Akuntabilitas Bea Keluar Emas dan Batu Bara
Kebijakan fiskal adalah cerminan dari prioritas dan strategi suatu negara dalam mengelola keuangannya. Pada Senin, 7 Juli 2025, pemerintah bersama Komisi XI DPR RI menorehkan babak baru dalam sejarah penerimaan negara kita dengan menyepakati perluasan basis penerimaan negara.
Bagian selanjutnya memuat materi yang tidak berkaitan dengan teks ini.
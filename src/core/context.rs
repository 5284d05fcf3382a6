//! # Per-invocation run context.
//!
//! [`RunContext`] is what `do_run` sees of the engine: the immutable
//! [`HostMetadata`] snapshot, lazily-built checkpoint and event-writer
//! capabilities, and the teardown/orphan registration hooks.
//!
//! ## Capability rules
//! - Backends are selected **once** from the settings captured at context
//!   construction and memoized for the whole invocation — repeated
//!   accessor calls return the same handle, never a reconstruction.
//! - The event writer is the only capability with a fallback: if the HTTP
//!   collector input is unavailable, the classic stream writer is
//!   substituted with a single warning. Any other construction failure
//!   propagates to the caller.
//! - The engine — not user code — releases the capabilities when the run
//!   operation returns, on success and failure alike.

use std::sync::Arc;

use tokio::sync::OnceCell;

use crate::checkpoint::{
    CheckpointError, Checkpointer, FileCheckpointer, KvStoreCheckpointer,
};
use crate::config::InputSettings;
use crate::core::orphan::OrphanMonitor;
use crate::core::shutdown;
use crate::inputs::HostMetadata;
use crate::writers::{ClassicEventWriter, EventWriteError, EventWriter, HecEventWriter};

/// Engine-owned state handed to the user run operation.
pub struct RunContext {
    metadata: HostMetadata,
    app: String,
    settings: InputSettings,
    checkpointer: OnceCell<Arc<dyn Checkpointer>>,
    event_writer: OnceCell<Arc<dyn EventWriter>>,
    orphan: OrphanMonitor,
}

impl RunContext {
    pub(crate) fn new(metadata: HostMetadata, app: String, settings: InputSettings) -> Self {
        let orphan = OrphanMonitor::new(settings.orphan_poll_interval);
        Self {
            metadata,
            app,
            settings,
            checkpointer: OnceCell::new(),
            event_writer: OnceCell::new(),
            orphan,
        }
    }

    /// The host metadata snapshot for this invocation.
    pub fn metadata(&self) -> &HostMetadata {
        &self.metadata
    }

    /// The checkpoint capability, built on first access.
    ///
    /// Backend selection follows
    /// [`InputSettings::use_kvstore_checkpoint`] and is stable for the
    /// invocation. Construction and operation failures are backend-specific
    /// — see [`CheckpointError`].
    pub async fn checkpointer(&self) -> Result<&Arc<dyn Checkpointer>, CheckpointError> {
        self.checkpointer
            .get_or_try_init(|| async {
                let handle: Arc<dyn Checkpointer> = if self.settings.use_kvstore_checkpoint {
                    Arc::new(KvStoreCheckpointer::new(
                        self.settings.kvstore_collection.clone(),
                        self.metadata.session_key(),
                        &self.app,
                        self.metadata.server_scheme(),
                        self.metadata.server_host(),
                        self.metadata.server_port(),
                    )?)
                } else {
                    Arc::new(FileCheckpointer::new(self.metadata.checkpoint_dir()))
                };
                Ok(handle)
            })
            .await
    }

    /// The event delivery capability, built on first access.
    ///
    /// When the HTTP collector is preferred and its named input is
    /// unavailable, the classic stream writer is substituted after one
    /// warning; every other construction failure propagates.
    pub async fn event_writer(&self) -> Result<&Arc<dyn EventWriter>, EventWriteError> {
        self.event_writer
            .get_or_try_init(|| async {
                if !self.settings.use_hec_event_writer {
                    return Ok(Arc::new(ClassicEventWriter::new()) as Arc<dyn EventWriter>);
                }
                match HecEventWriter::create(
                    &self.settings.hec_input_name,
                    self.metadata.session_key(),
                    self.metadata.server_scheme(),
                    self.metadata.server_host(),
                    self.metadata.server_port(),
                )
                .await
                {
                    Ok(writer) => Ok(Arc::new(writer) as Arc<dyn EventWriter>),
                    Err(e) if e.is_unavailable() => {
                        tracing::warn!(
                            error = %e,
                            "collector writer unavailable, falling back to the classic stream writer"
                        );
                        Ok(Arc::new(ClassicEventWriter::new()) as Arc<dyn EventWriter>)
                    }
                    Err(e) => Err(e),
                }
            })
            .await
    }

    /// Registers the process teardown callback (last registration wins).
    ///
    /// See [`shutdown::register_teardown_handler`]. The callback must not
    /// block; set a flag or cancel a token that the run loop observes.
    pub fn register_teardown_handler<F>(&self, handler: F)
    where
        F: Fn() + Send + Sync + 'static,
    {
        shutdown::register_teardown_handler(handler);
    }

    /// Starts the orphan monitor with `handler` as its callback.
    ///
    /// Idempotent: a monitor already running for this invocation keeps its
    /// original callback.
    pub fn register_orphan_handler<F>(&self, handler: F)
    where
        F: Fn() + Send + Sync + 'static,
    {
        self.orphan.start(handler);
    }

    /// The invocation's orphan monitor.
    pub fn orphan_monitor(&self) -> &OrphanMonitor {
        &self.orphan
    }

    /// Releases everything this invocation lazily acquired: closes the
    /// event writer if one was built and stops the orphan monitor if it
    /// was started. Called exactly once by the engine, regardless of the
    /// run outcome.
    pub(crate) async fn release(&self) {
        if let Some(writer) = self.event_writer.get() {
            writer.close().await;
        }
        self.orphan.stop();
    }
}
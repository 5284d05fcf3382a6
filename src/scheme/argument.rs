//! # Scheme argument descriptors.
//!
//! Each [`Argument`] describes one configurable parameter of the input:
//! the host renders it in the configuration UI and enforces the declared
//! validation and requiredness. Descriptors are assembled with the builder
//! methods and emitted in declaration order.
//!
//! ## Example
//! ```
//! use modinput::{Argument, DataType};
//!
//! let arg = Argument::new("interval")
//!     .with_title("Polling interval")
//!     .with_description("Seconds between collection cycles")
//!     .with_validation("is_pos_int('interval')")
//!     .with_data_type(DataType::Number)
//!     .required_on_create(true);
//!
//! assert_eq!(arg.data_type, DataType::Number);
//! ```

use std::str::FromStr;

use thiserror::Error;

/// Value type the host enforces for an argument.
#[derive(Debug, Clone, Copy, PartialEq, Eq, Default)]
pub enum DataType {
    /// Boolean argument.
    Boolean,
    /// Numeric argument.
    Number,
    /// Free-form string argument (the default).
    #[default]
    String,
}

impl DataType {
    /// Stable lowercase form used in the serialized scheme.
    pub fn as_str(&self) -> &'static str {
        match self {
            DataType::Boolean => "boolean",
            DataType::Number => "number",
            DataType::String => "string",
        }
    }
}

/// A serialized data type was not recognized.
#[derive(Error, Debug, Clone, PartialEq, Eq)]
#[error("unknown argument data type: {0:?}")]
pub struct ParseDataTypeError(pub String);

impl FromStr for DataType {
    type Err = ParseDataTypeError;

    fn from_str(s: &str) -> Result<Self, Self::Err> {
        match s {
            "boolean" => Ok(DataType::Boolean),
            "number" => Ok(DataType::Number),
            "string" => Ok(DataType::String),
            other => Err(ParseDataTypeError(other.to_string())),
        }
    }
}

/// One argument descriptor of the input scheme.
#[derive(Debug, Clone, PartialEq, Eq)]
pub struct Argument {
    /// Argument name as it appears in stanza configuration.
    pub name: String,
    /// Optional UI title.
    pub title: Option<String>,
    /// Optional UI description.
    pub description: Option<String>,
    /// Optional host-side validation expression.
    pub validation: Option<String>,
    /// Value type the host enforces.
    pub data_type: DataType,
    /// Whether the argument must be present when editing a stanza.
    pub required_on_edit: bool,
    /// Whether the argument must be present when creating a stanza.
    pub required_on_create: bool,
}

impl Argument {
    /// Creates a string-typed, optional argument with the given name.
    pub fn new(name: impl Into<String>) -> Self {
        Self {
            name: name.into(),
            title: None,
            description: None,
            validation: None,
            data_type: DataType::String,
            required_on_edit: false,
            required_on_create: false,
        }
    }

    /// Attaches a UI title.
    #[inline]
    pub fn with_title(mut self, title: impl Into<String>) -> Self {
        self.title = Some(title.into());
        self
    }

    /// Attaches a UI description.
    #[inline]
    pub fn with_description(mut self, description: impl Into<String>) -> Self {
        self.description = Some(description.into());
        self
    }

    /// Attaches a host-side validation expression.
    #[inline]
    pub fn with_validation(mut self, validation: impl Into<String>) -> Self {
        self.validation = Some(validation.into());
        self
    }

    /// Sets the enforced value type.
    #[inline]
    pub fn with_data_type(mut self, data_type: DataType) -> Self {
        self.data_type = data_type;
        self
    }

    /// Marks the argument required when editing a stanza.
    #[inline]
    pub fn required_on_edit(mut self, required: bool) -> Self {
        self.required_on_edit = required;
        self
    }

    /// Marks the argument required when creating a stanza.
    #[inline]
    pub fn required_on_create(mut self, required: bool) -> Self {
        self.required_on_create = required;
        self
    }
}

#[cfg(test)]
mod tests {
    use super::*;

    #[test]
    fn data_type_round_trips_through_str() {
        for dt in [DataType::Boolean, DataType::Number, DataType::String] {
            assert_eq!(dt.as_str().parse::<DataType>().unwrap(), dt);
        }
        assert!("date".parse::<DataType>().is_err());
    }
}
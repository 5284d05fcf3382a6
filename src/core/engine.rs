//! # Engine: drives one modular-input invocation end to end.
//!
//! The [`Engine`] owns mode dispatch, payload decoding, capability
//! wiring, and the documented exit codes. User logic only ever sees the
//! [`RunContext`] and the parsed payload.
//!
//! ## Lifecycle
//! ```text
//! argv ──► InvocationMode::from_args
//!            │
//!            ├─ Run ──────────► stdin ─► InputDefinition::parse
//!            │                     │
//!            │                     ├─ parse error ─► log ─► exit 1
//!            │                     └─ ok ─► RunContext ─► do_run(ctx, inputs)
//!            │                               │
//!            │                               ▼ (always, success or failure)
//!            │                         ctx.release():
//!            │                           close event writer if built
//!            │                           stop orphan monitor if started
//!            │                               │
//!            │                               ├─ Ok  ─► log ─► exit 0
//!            │                               └─ Err ─► log ─► exit 1
//!            │
//!            ├─ Scheme ────────► Scheme::to_xml ─► stdout ─► exit 0
//!            │                   (no metadata, checkpoint, writer, monitor)
//!            │
//!            ├─ ValidateArgs ──► stdin ─► ValidationDefinition::parse
//!            │                     └─► do_validation(metadata, request)
//!            │                           ├─ Ok  ─► exit 0 (stderr silent)
//!            │                           └─ Err ─► stderr <error><message>…
//!            │                                     ─► exit 1
//!            │
//!            └─ invalid ───────► log ─► exit 1 (nothing touched)
//! ```
//!
//! ## Rules
//! - RunMode cleanup is unconditional: whatever `do_run` returns — or even
//!   if it panics — the event writer is closed and the orphan monitor is
//!   stopped exactly once.
//! - User errors are swallowed at this boundary: one log record, one exit
//!   code, never a crash visible to the host.
//! - SchemeMode touches no invocation state at all.
//!
//! ## Example
//! ```no_run
//! use modinput::{Engine, FnInput, InputSettings};
//!
//! #[tokio::main]
//! async fn main() -> Result<(), Box<dyn std::error::Error>> {
//!     let input = FnInput::builder("ta_demo", "demo", "Demo input", "Collects demo records")
//!         .settings(InputSettings {
//!             use_kvstore_checkpoint: false,
//!             use_hec_event_writer: false,
//!             ..InputSettings::default()
//!         })
//!         .run(|ctx, inputs| async move {
//!             let writer = ctx.event_writer().await?;
//!             for (name, _stanza) in &inputs {
//!                 writer
//!                     .write(modinput::Event::new(format!("collected from {name}")))
//!                     .await?;
//!             }
//!             Ok(())
//!         })?;
//!
//!     let engine = Engine::new(input)?;
//!     std::process::exit(engine.execute().await);
//! }
//! ```

use std::io::{Read, Write};
use std::sync::Arc;

use quick_xml::escape::escape;

use crate::config::InputSettings;
use crate::core::context::RunContext;
use crate::core::mode::InvocationMode;
use crate::error::ConfigError;
use crate::inputs::{Input, InputDefinition, ValidationDefinition};
use crate::scheme::Scheme;

/// The byte streams one invocation talks to.
///
/// Production code uses [`EngineIo::process`]; tests inject buffers to
/// observe the documented stream outputs.
pub struct EngineIo {
    /// Where the host's payload is read from.
    pub stdin: Box<dyn Read + Send>,
    /// Where the scheme document and classic events go.
    pub stdout: Box<dyn Write + Send>,
    /// Where the validation error document goes.
    pub stderr: Box<dyn Write + Send>,
}

impl EngineIo {
    /// Binds to the real process streams.
    pub fn process() -> Self {
        Self {
            stdin: Box::new(std::io::stdin()),
            stdout: Box::new(std::io::stdout()),
            stderr: Box::new(std::io::stderr()),
        }
    }
}

/// Drives one invocation of a modular input.
pub struct Engine<T: Input> {
    input: Arc<T>,
    settings: InputSettings,
}

impl<T: Input> Engine<T> {
    /// Wraps `input`, checking its identity fields and settings once so
    /// misconfiguration surfaces here instead of deep in execution.
    pub fn new(input: T) -> Result<Self, ConfigError> {
        for (field, value) in [
            ("app", input.app()),
            ("name", input.name()),
            ("title", input.title()),
            ("description", input.description()),
        ] {
            if value.trim().is_empty() {
                return Err(ConfigError::MissingField { field });
            }
        }
        let settings = input.settings();
        settings.validate()?;

        Ok(Self {
            input: Arc::new(input),
            settings,
        })
    }

    /// Executes against the real process arguments and streams, returning
    /// the process exit status (0 success, 1 any failure).
    pub async fn execute(&self) -> i32 {
        let args: Vec<String> = std::env::args().collect();
        self.execute_with(&args, EngineIo::process()).await
    }

    /// Executes with injected arguments and streams.
    pub async fn execute_with(&self, args: &[String], mut io: EngineIo) -> i32 {
        match InvocationMode::from_args(args) {
            Ok(InvocationMode::Run) => self.run_mode(&mut io).await,
            Ok(InvocationMode::Scheme) => self.scheme_mode(&mut io),
            Ok(InvocationMode::ValidateArgs) => self.validate_mode(&mut io).await,
            Err(e) => {
                tracing::error!(input = self.input.name(), error = %e, "invalid invocation");
                1
            }
        }
    }

    async fn run_mode(&self, io: &mut EngineIo) -> i32 {
        let mut payload = String::new();
        if let Err(e) = io.stdin.read_to_string(&mut payload) {
            tracing::error!(input = self.input.name(), error = %e, "failed to read input definition");
            return 1;
        }
        let (metadata, inputs) = match InputDefinition::parse(&payload) {
            Ok(definition) => (definition.metadata, definition.inputs),
            Err(e) => {
                tracing::error!(input = self.input.name(), error = %e, "malformed input definition");
                return 1;
            }
        };

        let ctx = Arc::new(RunContext::new(
            metadata,
            self.input.app().to_string(),
            self.settings.clone(),
        ));

        // Run on a spawned task so even a panic comes back as a value and
        // the cleanup below cannot be skipped.
        let input = Arc::clone(&self.input);
        let run_ctx = Arc::clone(&ctx);
        let outcome = tokio::spawn(async move { input.do_run(run_ctx, inputs).await }).await;

        ctx.release().await;

        match outcome {
            Ok(Ok(())) => {
                tracing::info!(input = self.input.title(), "modular input exited normally");
                0
            }
            Ok(Err(e)) => {
                tracing::error!(
                    input = self.input.name(),
                    error = %e,
                    label = e.as_label(),
                    "modular input exited with error"
                );
                1
            }
            Err(e) => {
                tracing::error!(input = self.input.name(), error = %e, "run operation panicked");
                1
            }
        }
    }

    fn scheme_mode(&self, io: &mut EngineIo) -> i32 {
        let mut scheme = Scheme::new(self.input.title(), self.input.description());
        scheme.use_external_validation = self.settings.use_external_validation;
        scheme.use_single_instance = self.settings.use_single_instance;
        for argument in self.input.extra_arguments() {
            scheme.add_argument(argument);
        }

        let xml = match scheme.to_xml() {
            Ok(xml) => xml,
            Err(e) => {
                tracing::error!(input = self.input.name(), error = %e, "failed to serialize scheme");
                return 1;
            }
        };
        if let Err(e) = io
            .stdout
            .write_all(xml.as_bytes())
            .and_then(|()| io.stdout.flush())
        {
            tracing::error!(input = self.input.name(), error = %e, "failed to emit scheme");
            return 1;
        }
        0
    }

    async fn validate_mode(&self, io: &mut EngineIo) -> i32 {
        let mut payload = String::new();
        if let Err(e) = io.stdin.read_to_string(&mut payload) {
            tracing::error!(input = self.input.name(), error = %e, "failed to read validation definition");
            return self.reject_validation(io, &e.to_string());
        }

        let message = match ValidationDefinition::parse(&payload) {
            Ok(definition) => {
                match self
                    .input
                    .do_validation(&definition.metadata, &definition.request)
                    .await
                {
                    Ok(()) => return 0,
                    Err(e) => e.to_string(),
                }
            }
            Err(e) => e.to_string(),
        };

        tracing::error!(input = self.input.name(), error = %message, "argument validation failed");
        self.reject_validation(io, &message)
    }

    /// Writes the `<error>` document the host expects on a rejected
    /// validation. Always returns 1.
    fn reject_validation(&self, io: &mut EngineIo, message: &str) -> i32 {
        let doc = format!("<error><message>{}</message></error>", escape(message));
        if let Err(e) = io
            .stderr
            .write_all(doc.as_bytes())
            .and_then(|()| io.stderr.flush())
        {
            tracing::error!(input = self.input.name(), error = %e, "failed to emit validation error");
        }
        1
    }
}
//! # Closure-assembled input (`FnInput`)
//!
//! [`FnInput`] builds a complete [`Input`] from closures instead of a
//! dedicated type: the run callback is mandatory, validation and extra
//! arguments are optional. Identity fields are checked for presence when
//! the builder finalizes, so a half-configured input cannot reach the
//! engine.
//!
//! ## Example
//! ```
//! use modinput::{Argument, FnInput, InputSettings, ValidationError};
//!
//! let input = FnInput::builder("ta_demo", "demo", "Demo input", "Collects demo records")
//!     .settings(InputSettings {
//!         use_kvstore_checkpoint: false,
//!         use_hec_event_writer: false,
//!         ..InputSettings::default()
//!     })
//!     .arguments(vec![Argument::new("interval")])
//!     .validate(|_metadata, request| {
//!         match request.parameter("interval") {
//!             Some(v) if v.parse::<u64>().is_ok() => Ok(()),
//!             _ => Err(ValidationError::new("interval must be a positive integer")),
//!         }
//!     })
//!     .run(|_ctx, _inputs| async move { Ok(()) })
//!     .unwrap();
//!
//! assert_eq!(modinput::Input::name(&input), "demo");
//! ```

use std::future::Future;
use std::pin::Pin;
use std::sync::Arc;

use async_trait::async_trait;

use crate::config::InputSettings;
use crate::core::RunContext;
use crate::error::{ConfigError, RunError, ValidationError};
use crate::inputs::definition::{HostMetadata, InputSpecSet, ValidationRequest};
use crate::inputs::input::Input;
use crate::scheme::Argument;

type RunFuture = Pin<Box<dyn Future<Output = Result<(), RunError>> + Send>>;
type RunFn = Box<dyn Fn(Arc<RunContext>, InputSpecSet) -> RunFuture + Send + Sync>;
type ValidateFn =
    Box<dyn Fn(&HostMetadata, &ValidationRequest) -> Result<(), ValidationError> + Send + Sync>;

/// Function-backed input implementation.
///
/// Assembled via [`FnInput::builder`]; each `do_run` call produces a fresh
/// future from the stored closure.
pub struct FnInput {
    app: String,
    name: String,
    title: String,
    description: String,
    settings: InputSettings,
    arguments: Vec<Argument>,
    run: RunFn,
    validate: Option<ValidateFn>,
}

impl FnInput {
    /// Starts a builder carrying the input's identity.
    pub fn builder(
        app: impl Into<String>,
        name: impl Into<String>,
        title: impl Into<String>,
        description: impl Into<String>,
    ) -> FnInputBuilder {
        FnInputBuilder {
            app: app.into(),
            name: name.into(),
            title: title.into(),
            description: description.into(),
            settings: InputSettings::default(),
            arguments: Vec::new(),
            validate: None,
        }
    }
}

/// Builder for [`FnInput`]; finalized by [`FnInputBuilder::run`].
pub struct FnInputBuilder {
    app: String,
    name: String,
    title: String,
    description: String,
    settings: InputSettings,
    arguments: Vec<Argument>,
    validate: Option<ValidateFn>,
}

impl FnInputBuilder {
    /// Replaces the behavior settings.
    pub fn settings(mut self, settings: InputSettings) -> Self {
        self.settings = settings;
        self
    }

    /// Sets the extra scheme arguments.
    pub fn arguments(mut self, arguments: Vec<Argument>) -> Self {
        self.arguments = arguments;
        self
    }

    /// Installs a validation callback for ValidateArgs mode.
    pub fn validate<F>(mut self, validate: F) -> Self
    where
        F: Fn(&HostMetadata, &ValidationRequest) -> Result<(), ValidationError>
            + Send
            + Sync
            + 'static,
    {
        self.validate = Some(Box::new(validate));
        self
    }

    /// Installs the run callback and finalizes the input.
    ///
    /// Fails with [`ConfigError::MissingField`] if any identity field is
    /// empty.
    pub fn run<F, Fut>(self, run: F) -> Result<FnInput, ConfigError>
    where
        F: Fn(Arc<RunContext>, InputSpecSet) -> Fut + Send + Sync + 'static,
        Fut: Future<Output = Result<(), RunError>> + Send + 'static,
    {
        for (field, value) in [
            ("app", &self.app),
            ("name", &self.name),
            ("title", &self.title),
            ("description", &self.description),
        ] {
            if value.trim().is_empty() {
                return Err(ConfigError::MissingField { field });
            }
        }

        Ok(FnInput {
            app: self.app,
            name: self.name,
            title: self.title,
            description: self.description,
            settings: self.settings,
            arguments: self.arguments,
            run: Box::new(move |ctx, inputs| Box::pin(run(ctx, inputs))),
            validate: self.validate,
        })
    }
}

#[async_trait]
impl Input for FnInput {
    fn app(&self) -> &str {
        &self.app
    }

    fn name(&self) -> &str {
        &self.name
    }

    fn title(&self) -> &str {
        &self.title
    }

    fn description(&self) -> &str {
        &self.description
    }

    fn settings(&self) -> InputSettings {
        self.settings.clone()
    }

    fn extra_arguments(&self) -> Vec<Argument> {
        self.arguments.clone()
    }

    async fn do_validation(
        &self,
        metadata: &HostMetadata,
        request: &ValidationRequest,
    ) -> Result<(), ValidationError> {
        match &self.validate {
            Some(validate) => validate(metadata, request),
            None => Ok(()),
        }
    }

    async fn do_run(&self, ctx: Arc<RunContext>, inputs: InputSpecSet) -> Result<(), RunError> {
        (self.run)(ctx, inputs).await
    }
}

#[cfg(test)]
mod tests {
    use super::*;

    #[test]
    fn builder_rejects_empty_identity_fields() {
        let result = FnInput::builder("ta_demo", "demo", "  ", "desc")
            .run(|_ctx, _inputs| async move { Ok(()) });
        assert!(matches!(
            result,
            Err(ConfigError::MissingField { field: "title" })
        ));
    }

    #[tokio::test]
    async fn validation_defaults_to_success() {
        let input = FnInput::builder("ta_demo", "demo", "Demo", "desc")
            .run(|_ctx, _inputs| async move { Ok(()) })
            .unwrap();

        let definition = crate::inputs::definition::ValidationDefinition::parse(
            r#"<items>
  <server_host>h</server_host>
  <server_uri>https://127.0.0.1:8089</server_uri>
  <session_key>k</session_key>
  <checkpoint_dir>/tmp/ckpt</checkpoint_dir>
</items>"#,
        )
        .unwrap();

        assert!(input
            .do_validation(&definition.metadata, &definition.request)
            .await
            .is_ok());
    }

    #[tokio::test]
    async fn validate_callback_is_honored() {
        let input = FnInput::builder("ta_demo", "demo", "Demo", "desc")
            .validate(|_m, _r| Err(ValidationError::new("nope")))
            .run(|_ctx, _inputs| async move { Ok(()) })
            .unwrap();

        let definition = crate::inputs::definition::ValidationDefinition::parse(
            r#"<items>
  <server_host>h</server_host>
  <server_uri>https://127.0.0.1:8089</server_uri>
  <session_key>k</session_key>
  <checkpoint_dir>/tmp/ckpt</checkpoint_dir>
</items>"#,
        )
        .unwrap();

        let err = input
            .do_validation(&definition.metadata, &definition.request)
            .await
            .unwrap_err();
        assert_eq!(err.to_string(), "nope");
    }
}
Salah satu poin krusial yang disepakati adalah pengenaan bea keluar atas produk emas dan batu bara. Keputusan ini, yang dibahas dalam rapat kerja Komisi XI DPR RI bersama jajaran petinggi ekonomi negara, bukan sekadar penambahan pos pendapatan, melainkan juga sebuah uji coba terhadap prinsip “akuntabilitas” dalam tata kelola pemerintahan.
Sebagai mahasiswa akuntansi, saya memahami betul bahwa akuntabilitas adalah tulang punggung dari setiap kebijakan publik yang efektif dan berkeadilan. Ini bukan hanya tentang pencatatan keuangan yang rapi, tetapi juga tentang transparansi, kejelasan tujuan, efisiensi penggunaan dana, dan pertanggungjawaban kepada publik. Dalam konteks bea keluar emas dan batu bara, akuntabilitas memegang peranan sentral.
Ketua Komisi XI DPR RI, Mukhamad Misbakhun, menyatakan bahwa pengaturan teknis bea keluar ini akan mengacu pada peraturan Kementerian ESDM. Ini adalah langkah awal yang baik untuk akuntabilitas, karena penetapan tarif dan mekanismenya harus jelas dan berdasarkan data teknis yang valid. Saat ini, emas mentah atau dore bullion sudah dikenai bea keluar sesuai PMK Nomor 38/2024.
Namun, tantangannya ada pada perluasan objek ke emas batangan dan perhiasan. Jika kebijakan ini diterapkan, perlu ada kejelasan yang rinci mengenai metode penilaian, titik pengenaan bea, dan bagaimana ini akan memengaruhi rantai pasok industri emas secara keseluruhan.
Tanpa transparansi yang memadai, potensi praktik penghindaran pajak atau bahkan penyelundupan bisa saja terjadi, yang pada akhirnya akan menggerogoti potensi penerimaan negara dan merusak iklim investasi yang sehat.
Yang tak kalah penting adalah pengenaan bea keluar untuk batu bara. Sejak 2006, batu bara hanya dikenai royalti sebagai PNBP. Keputusan untuk mengenakan kembali bea keluar pada komoditas ini membuka peluang besar untuk penerimaan, namun juga menuntut akuntabilitas yang tinggi.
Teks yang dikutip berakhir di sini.